Tīkapa Moana the Hauraki Gulf is a national taonga that surrounds Aotearoa New Zealand’s most populous region. It has been under stress for many decades. The stressors on the marine environment of Tīkapa Moana the Hauraki Gulf are multifaceted, cumulative and increasing. To date, traditional management approaches have failed to reduce the ongoing ecological degradation.

Traditional management approaches have failed to reduce the ongoing ecological degradation.

Recognising this, the Hauraki Gulf Forum was established in 2013 through the Hauraki Gulf Marine Park Act 2000 as an independent group with representatives of all agencies involved in managing the Gulf to work collaboratively to find a solution to improve and protect the Gulf and better manage its resources.[1] A steering group that included representatives from mana whenua, Auckland Council, Waikato Regional Council, the Department of Conservation, the Ministry for Primary Industries and the Hauraki Gulf Forum guided the process known as Sea Change – Tai Timu Tai Pari. A stakeholder working group developed an agreed plan of action, although the process was not without tensions.

The project culminated with the publication of a Hauraki Gulf marine spatial plan – Aotearoa New Zealand’s first marine spatial plan. The plan outlines a range of proposals to respond to the environmental decline in the gulf (as highlighted in the case study: The Noises vs Cape Rodney-Okakari Point Marine Reserve). It was developed as an integrated package to be implemented as a whole.
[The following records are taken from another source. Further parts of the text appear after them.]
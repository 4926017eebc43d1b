//! Height-based packet timeouts.

use core::fmt::{Display, Error as FmtError, Formatter};

use crate::prelude::*;
use crate::Height;

/// Indicates a height on the destination chain after which the packet will
/// no longer be processed, and will instead count as having timed out.
///
/// Expiry is defined purely in terms of the destination chain's height
/// counter; there is no wall-clock component, which keeps the decision
/// deterministic and replay-safe.
#[derive(Clone, Copy, Debug, PartialEq, Eq, Hash, serde::Serialize, serde::Deserialize)]
pub enum TimeoutHeight {
    Never,
    At(Height),
}

impl TimeoutHeight {
    /// A timeout has been reached once the chain height is no longer below
    /// it.
    pub fn has_expired(&self, height: Height) -> bool {
        match self {
            Self::At(timeout_height) => height >= *timeout_height,
            Self::Never => false,
        }
    }

    /// The representation folded into packet commitments; "no timeout" is
    /// committed as zero.
    pub fn commitment_value(&self) -> u64 {
        match self {
            Self::At(height) => height.value(),
            Self::Never => 0,
        }
    }
}

impl From<Height> for TimeoutHeight {
    fn from(height: Height) -> Self {
        Self::At(height)
    }
}

impl Display for TimeoutHeight {
    fn fmt(&self, f: &mut Formatter<'_>) -> Result<(), FmtError> {
        match self {
            Self::At(timeout_height) => write!(f, "{timeout_height}"),
            Self::Never => write!(f, "no timeout"),
        }
    }
}

#[cfg(test)]
mod tests {
    use super::*;

    #[test]
    fn expiry_is_inclusive_at_the_timeout_height() {
        let timeout = TimeoutHeight::At(Height::new(10).expect("non-zero"));
        assert!(!timeout.has_expired(Height::new(9).expect("non-zero")));
        assert!(timeout.has_expired(Height::new(10).expect("non-zero")));
        assert!(timeout.has_expired(Height::new(11).expect("non-zero")));
    }

    #[test]
    fn never_does_not_expire() {
        assert!(!TimeoutHeight::Never.has_expired(Height::new(u64::MAX - 1).expect("non-zero")));
        assert_eq!(TimeoutHeight::Never.commitment_value(), 0);
    }
}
Excessive sediment run-off from the land was identified a main stressor on Tīkapa Moana the Hauraki Gulf, along with fishing, causing degraded marine habitats in estuaries, harbours and the inner gulf. The consensus was that it would take a range of actions that could act in concert to reduce soil erosion, minimise sediment entering waterways and stabilise sediment once it has reached the marine environment to reduce the negative impacts and restore the health of the Gulf.
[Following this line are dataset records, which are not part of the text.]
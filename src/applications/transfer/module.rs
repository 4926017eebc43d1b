//! The [`Module`] implementation wiring the transfer application into the
//! channel and packet callbacks.

use core::any::Any;
use core::fmt::Debug;

use crate::applications::transfer::acknowledgement::AckStatus;
use crate::applications::transfer::context::TokenTransferExecutionContext;
use crate::applications::transfer::events::{RecvEvent, TimeoutEvent};
use crate::applications::transfer::handler::{
    process_recv_packet_execute, refund_packet_token, refund_packet_token_validate,
};
use crate::applications::transfer::packet::TransferPacketData;
use crate::applications::transfer::VERSION;
use crate::core::channel::acknowledgement::Acknowledgement;
use crate::core::channel::channel::{Counterparty, Order};
use crate::core::channel::error::{ChannelError, PacketError};
use crate::core::channel::packet::Packet;
use crate::core::channel::version::Version;
use crate::core::host::identifier::{ChannelId, ConnectionId, PortId};
use crate::core::routing::module::{Module, ModuleExtras};
use crate::prelude::*;
use crate::Signer;

/// Binds a host balance ledger to the transfer application's callbacks.
#[derive(Debug)]
pub struct TransferModule<C> {
    pub ctx: C,
}

impl<C> TransferModule<C> {
    pub fn new(ctx: C) -> Self {
        Self { ctx }
    }
}

fn ensure_unordered(order: Order) -> Result<(), ChannelError> {
    if order != Order::Unordered {
        return Err(ChannelError::InvalidOrdering {
            expected: Order::Unordered.to_string(),
            actual: order.to_string(),
        });
    }
    Ok(())
}

fn ensure_version(version: &Version) -> Result<Version, ChannelError> {
    if !version.is_empty() && version.as_str() != VERSION {
        return Err(ChannelError::AppModule {
            description: format!("expected version {VERSION}, got {version}"),
        });
    }
    Ok(Version::from(VERSION))
}

fn app_error(description: impl core::fmt::Display) -> PacketError {
    PacketError::AppModule {
        description: description.to_string(),
    }
}

impl<C> Module for TransferModule<C>
where
    C: TokenTransferExecutionContext + Debug + 'static,
{
    fn on_chan_open_init_validate(
        &self,
        order: Order,
        _connection_hops: &[ConnectionId],
        _port_id: &PortId,
        _channel_id: &ChannelId,
        _counterparty: &Counterparty,
        version: &Version,
    ) -> Result<Version, ChannelError> {
        ensure_unordered(order)?;
        ensure_version(version)
    }

    fn on_chan_open_init_execute(
        &mut self,
        order: Order,
        _connection_hops: &[ConnectionId],
        _port_id: &PortId,
        _channel_id: &ChannelId,
        _counterparty: &Counterparty,
        version: &Version,
    ) -> Result<(ModuleExtras, Version), ChannelError> {
        ensure_unordered(order)?;
        Ok((ModuleExtras::empty(), ensure_version(version)?))
    }

    fn on_chan_open_try_validate(
        &self,
        order: Order,
        _connection_hops: &[ConnectionId],
        _port_id: &PortId,
        _channel_id: &ChannelId,
        _counterparty: &Counterparty,
        counterparty_version: &Version,
    ) -> Result<Version, ChannelError> {
        ensure_unordered(order)?;
        ensure_version(counterparty_version)
    }

    fn on_chan_open_try_execute(
        &mut self,
        order: Order,
        _connection_hops: &[ConnectionId],
        _port_id: &PortId,
        _channel_id: &ChannelId,
        _counterparty: &Counterparty,
        counterparty_version: &Version,
    ) -> Result<(ModuleExtras, Version), ChannelError> {
        ensure_unordered(order)?;
        Ok((ModuleExtras::empty(), ensure_version(counterparty_version)?))
    }

    fn on_chan_open_ack_validate(
        &self,
        _port_id: &PortId,
        _channel_id: &ChannelId,
        counterparty_version: &Version,
    ) -> Result<(), ChannelError> {
        ensure_version(counterparty_version).map(|_| ())
    }

    fn on_recv_packet_execute(
        &mut self,
        packet: &Packet,
        _relayer: &Signer,
    ) -> (ModuleExtras, Acknowledgement) {
        let data = match TransferPacketData::from_bytes(&packet.data) {
            Ok(data) => data,
            Err(e) => {
                return (ModuleExtras::empty(), AckStatus::from_error(e).into());
            }
        };

        let receiver = data.receiver.clone();
        let amount = data.amount.clone();

        match process_recv_packet_execute(&mut self.ctx, packet, data) {
            Ok(extras) => (extras, AckStatus::success().into()),
            Err(e) => {
                // A rejected receive is not a failed message: the error
                // acknowledgement travels back so the sender can refund.
                let extras = ModuleExtras {
                    events: vec![RecvEvent {
                        receiver,
                        amount,
                        success: false,
                    }
                    .into()],
                    log: Vec::new(),
                };
                (extras, AckStatus::from_error(e).into())
            }
        }
    }

    fn on_acknowledgement_packet_validate(
        &self,
        packet: &Packet,
        acknowledgement: &Acknowledgement,
        _relayer: &Signer,
    ) -> Result<(), PacketError> {
        let data = TransferPacketData::from_bytes(&packet.data).map_err(app_error)?;
        let status = AckStatus::from_ack(acknowledgement).map_err(app_error)?;

        if !status.is_successful() {
            refund_packet_token_validate(&self.ctx, packet, &data).map_err(app_error)?;
        }

        Ok(())
    }

    fn on_acknowledgement_packet_execute(
        &mut self,
        packet: &Packet,
        acknowledgement: &Acknowledgement,
        _relayer: &Signer,
    ) -> (ModuleExtras, Result<(), PacketError>) {
        let data = match TransferPacketData::from_bytes(&packet.data) {
            Ok(data) => data,
            Err(e) => return (ModuleExtras::empty(), Err(app_error(e))),
        };
        let status = match AckStatus::from_ack(acknowledgement) {
            Ok(status) => status,
            Err(e) => return (ModuleExtras::empty(), Err(app_error(e))),
        };

        if !status.is_successful() {
            if let Err(e) = refund_packet_token(&mut self.ctx, packet, &data) {
                return (ModuleExtras::empty(), Err(app_error(e)));
            }
        }

        (ModuleExtras::empty(), Ok(()))
    }

    fn on_timeout_packet_validate(
        &self,
        packet: &Packet,
        _relayer: &Signer,
    ) -> Result<(), PacketError> {
        let data = TransferPacketData::from_bytes(&packet.data).map_err(app_error)?;
        refund_packet_token_validate(&self.ctx, packet, &data).map_err(app_error)
    }

    fn on_timeout_packet_execute(
        &mut self,
        packet: &Packet,
        _relayer: &Signer,
    ) -> (ModuleExtras, Result<(), PacketError>) {
        let data = match TransferPacketData::from_bytes(&packet.data) {
            Ok(data) => data,
            Err(e) => return (ModuleExtras::empty(), Err(app_error(e))),
        };

        if let Err(e) = refund_packet_token(&mut self.ctx, packet, &data) {
            return (ModuleExtras::empty(), Err(app_error(e)));
        }

        let extras = ModuleExtras {
            events: vec![TimeoutEvent {
                refund_receiver: data.sender,
                refund_amount: data.amount,
            }
            .into()],
            log: Vec::new(),
        };
        (extras, Ok(()))
    }

    fn as_any(&self) -> &dyn Any {
        self
    }

    fn as_any_mut(&mut self) -> &mut dyn Any {
        self
    }
}

#[cfg(test)]
mod tests {
    use test_log::test;

    use super::*;
    use crate::applications::transfer::error::TokenTransferError;
    use crate::applications::transfer::handler::send_transfer;
    use crate::applications::transfer::msgs::MsgTransfer;
    use crate::applications::transfer::{MODULE_ID_STR, PORT_ID_STR, VERSION};
    use crate::core::channel::timeout::TimeoutHeight;
    use crate::core::channel::packet::Sequence;
    use crate::core::context::ValidationContext;
    use crate::core::host::path::CommitmentPath;
    use crate::core::routing::module::ModuleId;
    use crate::core::routing::Router;
    use crate::mock::bank::MockBank;
    use crate::mock::link::MockLink;
    use crate::prelude::*;

    const SENDER: &str = "useralphaaa";
    const RECEIVER: &str = "userbetaaaa";

    fn voucher_denom_on_b(link: &MockLink) -> String {
        format!("{}/{}/atom", link.port_id, link.chan_on_b)
    }

    fn bank_of<'r>(router: &'r mut crate::mock::router::MockRouter) -> &'r mut MockBank {
        let module_id = ModuleId::new(MODULE_ID_STR);
        let module = router
            .get_route_mut(&module_id)
            .expect("module registered")
            .as_any_mut()
            .downcast_mut::<TransferModule<MockBank>>()
            .expect("transfer module");
        &mut module.ctx
    }

    fn open_transfer_link(bank_a: MockBank, bank_b: MockBank) -> MockLink {
        let mut link = MockLink::new(Order::Unordered);
        link.bind_transfer_modules(bank_a, bank_b);
        link.open(VERSION).expect("handshakes complete");
        link
    }

    fn transfer_on_a(
        link: &mut MockLink,
        amount: &str,
        source: bool,
        timeout_height: TimeoutHeight,
    ) -> Result<(), TokenTransferError> {
        let msg = MsgTransfer::try_new(
            PORT_ID_STR,
            link.chan_on_a.as_str(),
            vec![amount.parse().expect("valid coin")],
            SENDER.into(),
            RECEIVER.into(),
            source,
            timeout_height,
        )?;
        let bank = {
            let module_id = ModuleId::new(MODULE_ID_STR);
            link.router_a
                .get_route_mut(&module_id)
                .expect("module registered")
                .as_any_mut()
                .downcast_mut::<TransferModule<MockBank>>()
                .expect("transfer module")
        };
        send_transfer(&mut link.a, &mut bank.ctx, msg)
    }

    fn far_timeout(link: &MockLink) -> TimeoutHeight {
        TimeoutHeight::At(link.b.host_height().add(1000))
    }

    #[test]
    fn transfer_round_trip_escrows_then_mints() {
        let bank_a = MockBank::new().with_balance(SENDER, "100atom".parse().expect("valid coin"));
        let mut link = open_transfer_link(bank_a, MockBank::new());

        let timeout = far_timeout(&link);
        transfer_on_a(&mut link, "100atom", true, timeout).expect("transfer accepted");

        // The sender was debited into the channel escrow.
        {
            let bank_a = bank_of(&mut link.router_a);
            assert!(bank_a.balance(SENDER, "atom").is_zero());
            let escrow = format!("escrow/{}/{}", link.port_id, link.chan_on_a);
            assert_eq!(bank_a.balance(&escrow, "atom"), 100u64.into());
        }

        let packet = link.last_sent_packet_on_a().expect("packet committed");
        link.relay_recv(packet.clone()).expect("recv succeeds");

        // The receiver was credited in vouchers tracing the channel.
        {
            let voucher = voucher_denom_on_b(&link);
            let bank_b = bank_of(&mut link.router_b);
            assert_eq!(bank_b.balance(RECEIVER, &voucher), 100u64.into());
        }

        let (acked_packet, ack) = link.last_ack_on_b().expect("ack written");
        let status = AckStatus::from_ack(&ack).expect("parses");
        assert!(status.is_successful());

        link.relay_ack(acked_packet.clone(), ack).expect("ack succeeds");

        // Success acknowledged: the escrow stays, the commitment is gone.
        {
            let bank_a = bank_of(&mut link.router_a);
            let escrow = format!("escrow/{}/{}", link.port_id, link.chan_on_a);
            assert_eq!(bank_a.balance(&escrow, "atom"), 100u64.into());
            assert!(bank_a.balance(SENDER, "atom").is_zero());
        }
        let commitment_path =
            CommitmentPath::new(&link.port_id, &link.chan_on_a, acked_packet.seq_on_a);
        assert!(link.a.get_packet_commitment(&commitment_path).is_err());
    }

    #[test]
    fn transfer_timeout_refunds_the_escrow() {
        let bank_a = MockBank::new().with_balance(SENDER, "100atom".parse().expect("valid coin"));
        let mut link = open_transfer_link(bank_a, MockBank::new());

        let timeout = TimeoutHeight::At(link.b.host_height().add(1));
        transfer_on_a(&mut link, "100atom", true, timeout).expect("transfer accepted");
        let packet = link.last_sent_packet_on_a().expect("packet committed");

        // B reaches the timeout height without receiving.
        link.refresh_client_on_a().expect("client updated");
        link.relay_timeout(packet, Sequence::from(1))
            .expect("timeout succeeds");

        let bank_a = bank_of(&mut link.router_a);
        assert_eq!(bank_a.balance(SENDER, "atom"), 100u64.into());
        let escrow = format!("escrow/{}/{}", link.port_id, link.chan_on_a);
        assert!(bank_a.balance(&escrow, "atom").is_zero());
    }

    #[test]
    fn failed_receive_produces_an_error_ack_and_a_refund() {
        // The sender returns vouchers home (source = false), but the
        // destination chain holds no matching escrow: the receive is
        // refused with an error acknowledgement and the burn is reversed.
        let voucher = format!("{}/{}/atom", PORT_ID_STR, "channelatob");
        let bank_a = MockBank::new().with_balance(
            SENDER,
            format!("50{voucher}").parse().expect("valid coin"),
        );
        let mut link = open_transfer_link(bank_a, MockBank::new());

        let timeout = far_timeout(&link);
        transfer_on_a(&mut link, &format!("50{voucher}"), false, timeout)
            .expect("transfer accepted");

        // The vouchers were burned on send.
        {
            let bank_a = bank_of(&mut link.router_a);
            assert!(bank_a.balance(SENDER, &voucher).is_zero());
        }

        let packet = link.last_sent_packet_on_a().expect("packet committed");
        link.relay_recv(packet).expect("recv message itself succeeds");

        let (acked_packet, ack) = link.last_ack_on_b().expect("error ack written");
        let status = AckStatus::from_ack(&ack).expect("parses");
        assert!(!status.is_successful());

        link.relay_ack(acked_packet, ack).expect("ack succeeds");

        // The refund minted the vouchers back.
        let bank_a = bank_of(&mut link.router_a);
        assert_eq!(bank_a.balance(SENDER, &voucher), 50u64.into());
    }

    #[test]
    fn transfer_module_pins_ordering_and_version() {
        let mut link = MockLink::new(Order::Ordered);
        link.bind_transfer_modules(MockBank::new(), MockBank::new());
        link.create_clients().expect("clients created");
        link.open_connection().expect("connection opens");

        // The transfer module refuses ordered channels during the
        // handshake callbacks.
        let res = link.open_channel(VERSION);
        assert!(res.is_err());
    }

    #[test]
    fn insufficient_funds_abort_the_send() {
        let mut link = open_transfer_link(MockBank::new(), MockBank::new());
        let timeout = far_timeout(&link);
        let res = transfer_on_a(&mut link, "100atom", true, timeout);
        assert!(matches!(
            res,
            Err(TokenTransferError::InsufficientFunds { .. })
        ));
    }
}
The specific recommendations were to:

  1. Develop catchment management plans so that there is guidance on what to do for each unique catchment.
  2. Establish catchment sediment load limits to make sure there are achievable targets that will lead to improvement over time and to facilitate compliance monitoring.
  3. Increase sediment traps in contributing freshwater waterways by reinstating natural or engineered wetland systems to reduce the impacts of any loss of sediment that does occur.
Cover of the Sea Change Tai Timu Tai Pari spatial plan
Hauraki Gulf as seen from space

The Tīkapa Moana Hauraki Gulf as seen from space. Image credit: MODIS Land Rapid Response Team/NASA Visible Earth.

  1. Manage waterways to reduce the amount of sediment and contamination making it in by changing land use, planting trees around waterways and developing infrastructure.
  2. Ensure good sediment management practice by establishing best practice expectations, sharing that information widely and removing roadblocks so that people can take action.
  3. Review forestry impacts on sedimentation, collaborating with the sector so that improved practices can be adopted sector-wide.
  4. Protect highly erodible soils through planting or avoiding development to keep the soil in areas where it is likely to run off.
  5. Address sediment in the coastal marine area by coming up with innovative and novel ways to reduce sediment so that habitats can be re-established.

The strength of this approach is that it recognises the multifaceted causes of accelerated sedimentation and the need for a range of solutions – both active and passive.

The plan also outlined specific actions related to fish stocks. Some selected actions are listed here:

  1. Transition away from using commercial fishing methods that impact benthic habitat in the Gulf.
  2. Undertake fish stock reviews: identify priority species and develop a schedule.
  3. Initiate an urgent review of rock lobster stocks.
  4. Implement a package of management measures aimed at reducing the density of kina/sea urchins[2] and restoring healthy kelp forests.
  5. Implement measures aimed at restoring abundant hāpuku/hapuka/groper[3]
  6. Undertake an urgent review of purse seining.
  7. Improve fisheries information and compliance through reporting and observer coverage.

Implementing recommendations within the plan has taken time, highlighting that the disconnect between recognising environmental problems and the systematic implementation of solutions to these problems is a major hurdle. Concerns have been raised about the lack of action,[4] and activities relating to the plan are progressing. Waikato Regional Council and Auckland Council responded to the plan and have implemented workplans following its release. The Government appointed a Ministerial Advisory Committee to help shape their response to the conservation and fisheries related proposals in the Spatial Plan.

The disconnect between recognising environmental problems and the systematic implementation of solutions to these problems is a major hurdle.

Initiatives that align with the plan have also gained traction, with the Department of Conservation and Fisheries New Zealand partnering with The Nature Conservancy to fund a shellfish bed and mussel reef restoration project in the Gulf.

References and footnotes

[1] Peart, R. (2017) A “sea change” in marine planning: the development of New Zealand’s first marine spatial plan, Policy Quarterly, 13(2), pp. 3–9.

[2] Evechinus chloroticus.

[3] Polyprion oxygeneios and Polyprion spp.

[4] See NZ Herald reporting here and here.